= Area code 700 =

Special area code

Area code 700 of the North American Numbering Plan is a service access code (SAC) implemented by interexchange carriers. It is reserved for carrier-specific number assignments to special services or destinations. It was introduced in 1983 for providing customized services in anticipation of the introduction of long-distance competition in the United States, but this usage has been deprecated. The area code has found renewed usage for custom calling services by voice over IP service providers and in software-defined voice networks.

== History ==
Area code 700 was introduced into the North American Numbering Plan (NANP) in 1983, after the breakup of the Bell System monopoly, as a method of telephone number assignment by interexchange carriers to implement new services rapidly. The area code does not designate a geographical numbering plan area (NPA), but destinations for this NPA code are exclusive to each interexchange carrier. A local exchange carrier routes calls to 700-numbers to the interexchange carrier that the subscriber has chosen, unless the caller overrides presubscription by prefixing the destination telephone number with a carrier access code (101XXXX).

The number (700) 555-4141 was established to allow subscribers to identify their long-distance service providers (interexchange carriers) after the breakup. Consumers were later advised to use the number to check whether they had become victims of slamming. The number is also used for this purpose in Canada.

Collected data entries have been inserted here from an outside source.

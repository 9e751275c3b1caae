//! Accumulating pool of every certificate observed in the signature
//! structure so far.
//!
//! The pool only grows during a run: certificates discovered while
//! processing the primary signature stay available when the repository
//! countersignature and each timestamp are processed.

use std::collections::HashSet;

use crate::cert::{Certificate, Fingerprint};

#[derive(Debug, Default)]
pub struct CertificatePool {
    certs: Vec<Certificate>,
    seen: HashSet<Fingerprint>,
}

impl CertificatePool {
    pub fn new() -> Self {
        Self::default()
    }

    /// Add a certificate, keyed by content. Returns false if it was
    /// already present.
    pub fn add(&mut self, cert: Certificate) -> bool {
        if !self.seen.insert(cert.fingerprint().clone()) {
            return false;
        }
        self.certs.push(cert);
        true
    }

    pub fn extend<I: IntoIterator<Item = Certificate>>(&mut self, certs: I) {
        for cert in certs {
            self.add(cert);
        }
    }

    pub fn contains(&self, fingerprint: &Fingerprint) -> bool {
        self.seen.contains(fingerprint)
    }

    /// Find a candidate issuer for `cert`: a pooled certificate whose
    /// subject matches `cert`'s issuer. The certificate itself is never
    /// its own issuer here.
    pub fn find_issuer(&self, cert: &Certificate) -> Option<&Certificate> {
        self.certs
            .iter()
            .find(|c| c.fingerprint() != cert.fingerprint() && c.subject() == cert.issuer())
    }

    pub fn iter(&self) -> impl Iterator<Item = &Certificate> {
        self.certs.iter()
    }

    pub fn len(&self) -> usize {
        self.certs.len()
    }

    pub fn is_empty(&self) -> bool {
        self.certs.is_empty()
    }
}

#[cfg(test)]
mod tests {
    use super::*;
    use crate::cert::fixtures;
    use pretty_assertions::assert_eq;

    #[test]
    fn add_dedups_by_fingerprint() {
        let mut pool = CertificatePool::new();
        assert!(pool.add(fixtures::leaf()));
        assert!(!pool.add(fixtures::leaf()));
        assert!(pool.add(fixtures::root()));
        assert_eq!(pool.len(), 2);
    }

    #[test]
    fn find_issuer_walks_subject_links() {
        let mut pool = CertificatePool::new();
        pool.extend([fixtures::leaf(), fixtures::inter(), fixtures::root()]);

        let issuer = pool.find_issuer(&fixtures::leaf()).unwrap();
        assert_eq!(issuer, &fixtures::inter());
        let issuer = pool.find_issuer(&fixtures::inter()).unwrap();
        assert_eq!(issuer, &fixtures::root());
    }

    #[test]
    fn self_signed_cert_is_not_its_own_issuer() {
        let mut pool = CertificatePool::new();
        pool.add(fixtures::other());
        assert!(pool.find_issuer(&fixtures::other()).is_none());
    }

    #[test]
    fn missing_issuer_yields_none() {
        let mut pool = CertificatePool::new();
        pool.extend([fixtures::leaf(), fixtures::root()]);
        assert!(pool.find_issuer(&fixtures::leaf()).is_none());
    }
}
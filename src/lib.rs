//! nupkg-certs — extract X.509 certificates from signed NuGet packages.
//!
//! Walks a package's signature tree (primary signature, repository
//! countersignature, nested timestamps), classifies each signer's trust
//! chain structurally, and writes the selected certificates to
//! fingerprint-named files.
//!
//! # Quick start
//!
//! ```no_run
//! use std::path::Path;
//! use nupkg_certs::{extract, ExtractOptions};
//! use nupkg_certs::filter::FilterSelection;
//!
//! let options = ExtractOptions {
//!     filter: FilterSelection { all: true, ..Default::default() },
//!     ..Default::default()
//! };
//! let report = extract(Path::new("package.nupkg"), Path::new("certs"), &options).unwrap();
//! println!("wrote {} certificate files", report.written.len());
//! ```

pub mod cert;
pub mod chain;
pub mod error;
pub mod extract;
pub mod filter;
pub mod package;
pub mod pool;
pub mod writer;

use std::path::{Path, PathBuf};

use chain::StructuralChainBuilder;
use error::Result;
use extract::Extraction;
use filter::FilterSelection;
use package::NupkgReader;
use writer::{CertificateFormat, CertificateWriter, DiskFs};

/// Options for one extraction run.
#[derive(Debug, Clone, Copy, Default)]
pub struct ExtractOptions {
    /// Export format for certificate files.
    pub format: CertificateFormat,
    /// Which certificates to extract. With every flag unset, nothing is.
    pub filter: FilterSelection,
}

/// Outcome of a completed run.
#[derive(Debug)]
pub struct ExtractReport {
    /// Output paths produced this run, in emission order.
    pub written: Vec<PathBuf>,
}

/// Extract certificates from the package at `package` into `out_dir`.
///
/// Fails with [`error::ExtractError::NotSigned`] when the package carries
/// no signature. A signed package that matches none of the selection
/// flags is a success with an empty report.
pub fn extract(package: &Path, out_dir: &Path, options: &ExtractOptions) -> Result<ExtractReport> {
    let reader = NupkgReader::open(package)?;
    let chain_builder = StructuralChainBuilder;
    let mut writer = CertificateWriter::new(
        out_dir.to_path_buf(),
        options.format,
        Box::new(DiskFs),
    );

    let written = Extraction::new(options.filter, &chain_builder, &mut writer).run(&reader)?;
    Ok(ExtractReport { written })
}
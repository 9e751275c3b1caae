//! Signature traversal: walks a package's signature tree and drives
//! classification and output.
//!
//! Order is fixed: primary signature first, then the optional repository
//! countersignature, then each signature's timestamps in the order they
//! appear. All of it feeds one accumulating certificate pool.

use std::path::PathBuf;

use crate::cert::Certificate;
use crate::chain::ChainBuilder;
use crate::error::{ExtractError, Result};
use crate::filter::FilterSelection;
use crate::package::{PackageReader, Signature, SignatureRole};
use crate::pool::CertificatePool;
use crate::writer::CertificateWriter;

/// One extraction run over a single package.
pub struct Extraction<'a> {
    filter: FilterSelection,
    pool: CertificatePool,
    chain_builder: &'a dyn ChainBuilder,
    writer: &'a mut CertificateWriter,
}

impl<'a> Extraction<'a> {
    pub fn new(
        filter: FilterSelection,
        chain_builder: &'a dyn ChainBuilder,
        writer: &'a mut CertificateWriter,
    ) -> Self {
        Self {
            filter: filter.expanded(),
            pool: CertificatePool::new(),
            chain_builder,
            writer,
        }
    }

    /// Walk the package's signatures and write every selected
    /// certificate. Returns the paths produced this run.
    pub fn run(&mut self, reader: &dyn PackageReader) -> Result<Vec<PathBuf>> {
        if !reader.is_signed() {
            tracing::warn!("the package is not signed; no certificates will be extracted");
            return Err(ExtractError::NotSigned);
        }

        let primary = reader.primary_signature()?;
        self.pool
            .extend(primary.embedded_certificates.iter().cloned());
        self.process_signature(&primary)?;

        // The countersignature shares the pool already enriched by the
        // primary signature.
        if let Some(counter) = reader.repository_countersignature(&primary) {
            self.process_signature(&counter)?;
        }

        if self.writer.written_paths().is_empty() {
            tracing::warn!(
                "no certificates were written; consider using --all or a combination of the \
                 more specific selection flags"
            );
        }

        Ok(self.writer.written_paths().to_vec())
    }

    fn process_signature(&mut self, signature: &Signature) -> Result<()> {
        let role = match signature.role {
            SignatureRole::Author => {
                if !self.filter.author {
                    return Ok(());
                }
                tracing::debug!("reading the author signature");
                "author"
            }
            SignatureRole::Repository => {
                if !self.filter.repository {
                    return Ok(());
                }
                tracing::debug!("reading the repository signature");
                "repository"
            }
            SignatureRole::Unknown => {
                tracing::warn!("ignoring a package signature with an unknown role");
                return Ok(());
            }
        };

        if self.filter.code_signing {
            tracing::debug!("reading a code signing signature");
            self.extract_signer(
                &format!("{role} code signing"),
                &signature.signer_certificate,
            )?;
        }

        if self.filter.timestamping {
            for timestamp in &signature.timestamps {
                self.pool
                    .extend(timestamp.embedded_certificates.iter().cloned());
                tracing::debug!("reading a timestamper signature");
                self.extract_signer(
                    &format!("{role} timestamper"),
                    &timestamp.signer_certificate,
                )?;
            }
        }

        Ok(())
    }

    /// Classify around one signer's leaf certificate and emit what the
    /// filter selects.
    fn extract_signer(&mut self, label: &str, leaf: &Certificate) -> Result<()> {
        // The leaf is emitted whether or not the chain can be built.
        if self.filter.leaf {
            self.writer.save(&format!("{label} leaf"), leaf)?;
        }

        let chain = match self.chain_builder.build(leaf, &self.pool) {
            Ok(chain) => chain,
            Err(err) => {
                tracing::warn!(
                    fingerprint = %leaf.fingerprint(),
                    error = %err,
                    "the chain for this leaf certificate could not be built; no intermediate \
                     or root certificates in its chain will be checked"
                );
                return Ok(());
            }
        };

        let Some(root) = chain.last().cloned() else {
            return Ok(());
        };

        for cert in &chain {
            if cert == leaf {
                continue;
            }
            if cert == &root && self.filter.root {
                self.writer.save(&format!("{label} root"), cert)?;
                continue;
            }
            // When the root flag is unset the chain root falls through to
            // the intermediate gate. Long-standing behavior, kept as is;
            // pinned by root_without_root_flag_is_emitted_as_intermediate.
            if self.filter.intermediate {
                self.writer.save(&format!("{label} intermediate"), cert)?;
            }
        }

        Ok(())
    }
}
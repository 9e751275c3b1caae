//! CMS/PKCS#7 parsing of package signature blobs.
//!
//! A package signature is a CMS `SignedData` structure. The signer's role
//! is carried by the CAdES commitment-type-indication signed attribute,
//! the repository countersignature by an unsigned countersignature
//! attribute on the primary signer, and timestamps by unsigned
//! signature-time-stamp-token attributes whose values are nested CMS
//! structures.

use cms::cert::CertificateChoices;
use cms::content_info::ContentInfo;
use cms::signed_data::{SignedData, SignerIdentifier, SignerInfo};
use der::asn1::ObjectIdentifier;
use der::{Any, Decode, Encode, Sequence};

use crate::cert::Certificate;
use crate::error::{ExtractError, Result};

const OID_COMMITMENT_TYPE_INDICATION: ObjectIdentifier =
    ObjectIdentifier::new_unwrap("1.2.840.113549.1.9.16.2.16");
const OID_PROOF_OF_ORIGIN: ObjectIdentifier =
    ObjectIdentifier::new_unwrap("1.2.840.113549.1.9.16.6.1");
const OID_PROOF_OF_RECEIPT: ObjectIdentifier =
    ObjectIdentifier::new_unwrap("1.2.840.113549.1.9.16.6.2");
const OID_COUNTERSIGNATURE: ObjectIdentifier =
    ObjectIdentifier::new_unwrap("1.2.840.113549.1.9.6");
const OID_SIGNATURE_TIMESTAMP_TOKEN: ObjectIdentifier =
    ObjectIdentifier::new_unwrap("1.2.840.113549.1.9.16.2.14");

/// CommitmentTypeIndication ::= SEQUENCE {
///     commitmentTypeId OBJECT IDENTIFIER,
///     commitmentTypeQualifier SEQUENCE OPTIONAL }
#[derive(Clone, Debug, Sequence)]
struct CommitmentTypeIndication {
    commitment_type_id: ObjectIdentifier,
    #[asn1(optional = "true")]
    qualifiers: Option<Any>,
}

/// Role a signature asserts over the package.
#[derive(Debug, Clone, Copy, PartialEq, Eq)]
pub enum SignatureRole {
    Author,
    Repository,
    Unknown,
}

impl std::fmt::Display for SignatureRole {
    fn fmt(&self, f: &mut std::fmt::Formatter<'_>) -> std::fmt::Result {
        match self {
            Self::Author => f.write_str("author"),
            Self::Repository => f.write_str("repository"),
            Self::Unknown => f.write_str("unknown"),
        }
    }
}

/// A nested signature over the time of signing, issued by a timestamping
/// authority. Carries its own certificate set and signer.
#[derive(Debug, Clone)]
pub struct TimestampSignature {
    pub signer_certificate: Certificate,
    pub embedded_certificates: Vec<Certificate>,
}

/// A package signature: one signer, its embedded certificate set, nested
/// timestamps in attribute order, and an optional repository
/// countersignature sharing the primary's certificate set.
#[derive(Debug, Clone)]
pub struct Signature {
    pub role: SignatureRole,
    pub signer_certificate: Certificate,
    pub embedded_certificates: Vec<Certificate>,
    pub timestamps: Vec<TimestampSignature>,
    pub countersignature: Option<Box<Signature>>,
}

/// Parse a primary package signature from raw CMS bytes.
pub fn parse_signature_blob(blob: &[u8]) -> Result<Signature> {
    let content_info = ContentInfo::from_der(blob)?;
    let signed_data = signed_data_of(&content_info)?;

    let embedded = embedded_certificates(&signed_data)?;
    let signer_info = first_signer_info(&signed_data)?;
    let signer_certificate = resolve_signer_certificate(signer_info, &embedded)?;

    let countersignature = parse_countersignature(signer_info, &embedded)?;

    Ok(Signature {
        role: role_of(signer_info),
        signer_certificate,
        embedded_certificates: embedded.clone(),
        timestamps: parse_timestamps(signer_info)?,
        countersignature: countersignature.map(Box::new),
    })
}

fn signed_data_of(content_info: &ContentInfo) -> Result<SignedData> {
    // ContentInfo.content holds the SignedData SEQUENCE.
    Ok(SignedData::from_der(&content_info.content.to_der()?)?)
}

fn first_signer_info(signed_data: &SignedData) -> Result<&SignerInfo> {
    signed_data
        .signer_infos
        .0
        .iter()
        .next()
        .ok_or(ExtractError::MissingSignerInfo)
}

fn embedded_certificates(signed_data: &SignedData) -> Result<Vec<Certificate>> {
    let Some(set) = &signed_data.certificates else {
        return Ok(Vec::new());
    };
    let mut certs = Vec::new();
    for choice in set.0.iter() {
        // Attribute certificates and other choices are not chain material.
        if let CertificateChoices::Certificate(cert) = choice {
            certs.push(Certificate::from_x509(cert.clone())?);
        }
    }
    Ok(certs)
}

/// Match the signer identifier against the embedded certificate set.
fn resolve_signer_certificate(
    signer_info: &SignerInfo,
    embedded: &[Certificate],
) -> Result<Certificate> {
    let found = match &signer_info.sid {
        SignerIdentifier::IssuerAndSerialNumber(ias) => embedded.iter().find(|cert| {
            cert.issuer() == &ias.issuer && cert.serial_number() == &ias.serial_number
        }),
        SignerIdentifier::SubjectKeyIdentifier(ski) => {
            let key_id = ski.0.as_bytes();
            embedded
                .iter()
                .find(|cert| cert.subject_key_id().as_deref() == Some(key_id))
        }
    };
    found.cloned().ok_or(ExtractError::MissingSignerCertificate)
}

/// Role from the commitment-type-indication signed attribute. Absent or
/// ambiguous commitments map to `Unknown`.
fn role_of(signer_info: &SignerInfo) -> SignatureRole {
    let Some(attrs) = &signer_info.signed_attrs else {
        return SignatureRole::Unknown;
    };

    let mut origin = false;
    let mut receipt = false;
    for attr in attrs.iter() {
        if attr.oid != OID_COMMITMENT_TYPE_INDICATION {
            continue;
        }
        for value in attr.values.iter() {
            let Ok(der) = value.to_der() else { continue };
            let Ok(indication) = CommitmentTypeIndication::from_der(&der) else {
                continue;
            };
            if indication.commitment_type_id == OID_PROOF_OF_ORIGIN {
                origin = true;
            } else if indication.commitment_type_id == OID_PROOF_OF_RECEIPT {
                receipt = true;
            }
        }
    }

    match (origin, receipt) {
        (true, false) => SignatureRole::Author,
        (false, true) => SignatureRole::Repository,
        _ => SignatureRole::Unknown,
    }
}

/// Nested timestamp signatures from the unsigned
/// signature-time-stamp-token attributes, preserving attribute order.
fn parse_timestamps(signer_info: &SignerInfo) -> Result<Vec<TimestampSignature>> {
    let Some(attrs) = &signer_info.unsigned_attrs else {
        return Ok(Vec::new());
    };

    let mut timestamps = Vec::new();
    for attr in attrs.iter() {
        if attr.oid != OID_SIGNATURE_TIMESTAMP_TOKEN {
            continue;
        }
        for value in attr.values.iter() {
            let token = ContentInfo::from_der(&value.to_der()?)?;
            let signed_data = signed_data_of(&token)?;
            let embedded = embedded_certificates(&signed_data)?;
            let ts_signer = first_signer_info(&signed_data)?;
            timestamps.push(TimestampSignature {
                signer_certificate: resolve_signer_certificate(ts_signer, &embedded)?,
                embedded_certificates: embedded,
            });
        }
    }
    Ok(timestamps)
}

/// Repository countersignature from the unsigned countersignature
/// attribute. The countersigner shares the primary's certificate set and
/// carries its own timestamps.
fn parse_countersignature(
    signer_info: &SignerInfo,
    primary_embedded: &[Certificate],
) -> Result<Option<Signature>> {
    let Some(attrs) = &signer_info.unsigned_attrs else {
        return Ok(None);
    };

    for attr in attrs.iter() {
        if attr.oid != OID_COUNTERSIGNATURE {
            continue;
        }
        if let Some(value) = attr.values.iter().next() {
            let counter_signer = SignerInfo::from_der(&value.to_der()?)?;
            let signer_certificate =
                resolve_signer_certificate(&counter_signer, primary_embedded)?;
            return Ok(Some(Signature {
                role: role_of(&counter_signer),
                signer_certificate,
                embedded_certificates: primary_embedded.to_vec(),
                timestamps: parse_timestamps(&counter_signer)?,
                countersignature: None,
            }));
        }
    }
    Ok(None)
}
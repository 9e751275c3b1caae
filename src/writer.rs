//! Idempotent certificate file output.
//!
//! Files are named `<fingerprint>.<ext>` inside the output directory. A
//! path is written at most once per run, and files that already exist on
//! disk are never clobbered.

use std::path::{Path, PathBuf};

use crate::cert::Certificate;
use crate::error::Result;

/// Export format for certificate files.
#[derive(Debug, Clone, Copy, PartialEq, Eq, Default)]
pub enum CertificateFormat {
    /// Binary DER encoding, written as `.cer`.
    #[default]
    Cer,
    /// PEM text (base64 DER with armor lines), written as `.pem`.
    Pem,
}

impl CertificateFormat {
    pub fn from_str_lenient(s: &str) -> Option<Self> {
        match s.to_lowercase().as_str() {
            "cer" | "der" => Some(Self::Cer),
            "pem" => Some(Self::Pem),
            _ => None,
        }
    }

    pub fn extension(&self) -> &'static str {
        match self {
            Self::Cer => "cer",
            Self::Pem => "pem",
        }
    }
}

impl std::fmt::Display for CertificateFormat {
    fn fmt(&self, f: &mut std::fmt::Formatter<'_>) -> std::fmt::Result {
        f.write_str(self.extension())
    }
}

/// Filesystem capability behind the writer, so tests can substitute an
/// in-memory double.
pub trait Filesystem {
    fn exists(&self, path: &Path) -> bool;
    fn create_dir_all(&self, path: &Path) -> std::io::Result<()>;
    fn write(&self, path: &Path, bytes: &[u8]) -> std::io::Result<()>;
}

/// Real filesystem.
#[derive(Debug, Default)]
pub struct DiskFs;

impl Filesystem for DiskFs {
    fn exists(&self, path: &Path) -> bool {
        path.exists()
    }

    fn create_dir_all(&self, path: &Path) -> std::io::Result<()> {
        std::fs::create_dir_all(path)
    }

    fn write(&self, path: &Path, bytes: &[u8]) -> std::io::Result<()> {
        std::fs::write(path, bytes)
    }
}

/// Writes accepted certificates under the output directory, deduplicating
/// by target path within one run.
pub struct CertificateWriter {
    out_dir: PathBuf,
    format: CertificateFormat,
    fs: Box<dyn Filesystem>,
    written: Vec<PathBuf>,
}

impl CertificateWriter {
    pub fn new(out_dir: PathBuf, format: CertificateFormat, fs: Box<dyn Filesystem>) -> Self {
        Self {
            out_dir,
            format,
            fs,
            written: Vec::new(),
        }
    }

    /// Paths recorded so far this run, in emission order.
    pub fn written_paths(&self) -> &[PathBuf] {
        &self.written
    }

    /// Persist one certificate. The label is for logging only.
    ///
    /// Repeat requests for the same fingerprint+format are no-ops, as are
    /// writes to paths that already exist on disk from an earlier run.
    /// Filesystem errors are fatal and propagate.
    pub fn save(&mut self, label: &str, cert: &Certificate) -> Result<()> {
        tracing::info!(
            label,
            fingerprint = %cert.fingerprint(),
            "saving certificate"
        );

        let file_name = format!("{}.{}", cert.fingerprint(), self.format.extension());
        let path = self.out_dir.join(file_name);
        if self.written.contains(&path) {
            return Ok(());
        }

        if !self.fs.exists(&self.out_dir) {
            self.fs.create_dir_all(&self.out_dir)?;
        }

        self.written.push(path.clone());

        if self.fs.exists(&path) {
            tracing::debug!(path = %path.display(), "skipping write because the file exists");
            return Ok(());
        }

        let bytes = match self.format {
            CertificateFormat::Cer => cert.to_der().to_vec(),
            CertificateFormat::Pem => cert.to_pem()?.into_bytes(),
        };
        self.fs.write(&path, &bytes)?;
        Ok(())
    }
}


#[cfg(test)]
mod tests {
    use std::path::PathBuf;

    use super::memfs::MemFs;
    use super::*;
    use crate::cert::fixtures;
    use pretty_assertions::assert_eq;

    fn writer(format: CertificateFormat, fs: &MemFs) -> CertificateWriter {
        CertificateWriter::new(PathBuf::from("out"), format, Box::new(fs.clone()))
    }

    #[test]
    fn writes_der_bytes_under_fingerprint_name() {
        let fs = MemFs::new();
        let mut writer = writer(CertificateFormat::Cer, &fs);
        let leaf = fixtures::leaf();

        writer.save("author code signing leaf", &leaf).unwrap();

        let path = PathBuf::from("out").join(format!("{}.cer", leaf.fingerprint()));
        assert_eq!(fs.file(&path).unwrap(), leaf.to_der());
        assert_eq!(writer.written_paths(), &[path]);
    }

    #[test]
    fn pem_format_writes_armored_text() {
        let fs = MemFs::new();
        let mut writer = writer(CertificateFormat::Pem, &fs);
        let root = fixtures::root();

        writer.save("author code signing root", &root).unwrap();

        let path = PathBuf::from("out").join(format!("{}.pem", root.fingerprint()));
        let text = String::from_utf8(fs.file(&path).unwrap()).unwrap();
        assert!(text.starts_with("-----BEGIN CERTIFICATE-----"));
    }

    #[test]
    fn repeat_saves_are_single_writes() {
        let fs = MemFs::new();
        let mut writer = writer(CertificateFormat::Cer, &fs);
        let leaf = fixtures::leaf();

        writer.save("author code signing leaf", &leaf).unwrap();
        writer.save("author timestamper leaf", &leaf).unwrap();

        assert_eq!(fs.file_count(), 1);
        assert_eq!(writer.written_paths().len(), 1);
    }

    #[test]
    fn preexisting_files_are_left_untouched() {
        let fs = MemFs::new();
        let leaf = fixtures::leaf();
        let path = PathBuf::from("out").join(format!("{}.cer", leaf.fingerprint()));
        fs.seed_file(&path, b"sentinel from a previous run");

        let mut writer = writer(CertificateFormat::Cer, &fs);
        writer.save("author code signing leaf", &leaf).unwrap();

        assert_eq!(fs.file(&path).unwrap(), b"sentinel from a previous run");
        // Still counted as produced for this run.
        assert_eq!(writer.written_paths(), &[path]);
    }

    #[test]
    fn format_parsing_is_lenient() {
        assert_eq!(
            CertificateFormat::from_str_lenient("CER"),
            Some(CertificateFormat::Cer)
        );
        assert_eq!(
            CertificateFormat::from_str_lenient("Pem"),
            Some(CertificateFormat::Pem)
        );
        assert_eq!(CertificateFormat::from_str_lenient("p12"), None);
    }
}
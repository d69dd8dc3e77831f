//! Upload module
//!
//! Buffers encoded row batches into fixed-size parts and drives the S3
//! multipart upload protocol with abort-on-failure cleanup.

use crate::codec::EncodeError;
use crate::store::StoreError;
use thiserror::Error;

pub mod buffer;
pub mod multipart;

pub use buffer::PartBuffer;
pub use multipart::{MultipartExporter, UploadSummary};

/// Minimum part size (5MB) - S3 requirement for all parts except the last
pub const MIN_PART_SIZE: usize = 5 * 1024 * 1024;

/// Maximum parts allowed per upload
pub const MAX_PARTS: i32 = 10000;

/// Upload errors.
///
/// When the main loop fails after a successful initiate, the session is
/// aborted best-effort and the original error is returned unchanged. Only
/// when the abort itself also fails is the original wrapped in
/// [`UploadError::AbortFailed`] so neither failure is swallowed.
#[derive(Error, Debug)]
pub enum UploadError {
    #[error(transparent)]
    Store(#[from] StoreError),

    #[error(transparent)]
    Encode(#[from] EncodeError),

    #[error("upload cancelled")]
    Cancelled,

    #[error("upload failed ({source}); abort also failed: {abort_error}")]
    AbortFailed {
        source: Box<UploadError>,
        abort_error: StoreError,
    },
}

In 1992, AT&T introduced a 700-number service branded as AT&T EasyReach 700. It provided a service for subscribers to forward calls placed to a personal 700-number to any domestic telephone number. Either the caller or the subscriber could be set up to pay for the incoming calls. If the call originated from a telephone not pre-subscribed to AT&T as its interexchange carrier, the caller was required to dial 10-288 (10-ATT) prior to dialing the 700-number.

Almost all of the early 700 offerings have ceased, because of a combination of confusion, blocking of calls to them by many businesses, and many alternative services.

== Modern usage ==
Some carriers have used area code 700 to offer carrier network services. For example, Vonage has provided weather information with 700-WEATHER (700-932-8437).

Within North America, area code 700 has become the de facto area code in software-defined voice networks. It provides a common area code when integrating voice-over-IP (VoIP) networks. In many cases, the area code is used when large organizations interconnect multiple sites or agencies, organizations, or jurisdictions under a common numbering plan. For example, Walmart uses area code 700 to provide a "store support hotline" (700-Walmart, 700-925-6278) on its internal store phone network.

AT&T and other providers offer managed VoIP services that route all customer calls (internal and external) over the carrier network. Many VoIP SDN services use area code 700 to denote VoIP calls requiring software-defined network routing.